Stored data entries:
================

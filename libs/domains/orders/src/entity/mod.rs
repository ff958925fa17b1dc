pub mod order;
pub mod order_product;
pub mod shipping;

pub use domain_catalog::entity::product;
pub use domain_payments::entity::payment;
pub use domain_users::entity::{address, user};
use std::collections::HashMap;
use std::sync::Arc;
use tokio::sync::RwLock;

/// Token ids revoked by logout, kept until the token would have expired.
#[derive(Clone, Default)]
pub struct RevocationList {
    entries: Arc<RwLock<HashMap<String, i64>>>,
}

impl RevocationList {
    pub fn new() -> Self {
        Self::default()
    }

    /// Revoke `jti` until the unix timestamp `expires_at`.
    pub async fn revoke(&self, jti: &str, expires_at: i64, now: i64) {
        let mut entries = self.entries.write().await;
        entries.retain(|_, exp| *exp > now);
        entries.insert(jti.to_string(), expires_at);
    }

    pub async fn is_revoked(&self, jti: &str) -> bool {
        self.entries.read().await.contains_key(jti)
    }

    pub async fn len(&self) -> usize {
        self.entries.read().await.len()
    }
}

================

About this task -
Out of the data above, return each line where the word "read" can be found.

Written answer -
        self.entries.read().await.contains_key(jti)
        self.entries.read().await.len()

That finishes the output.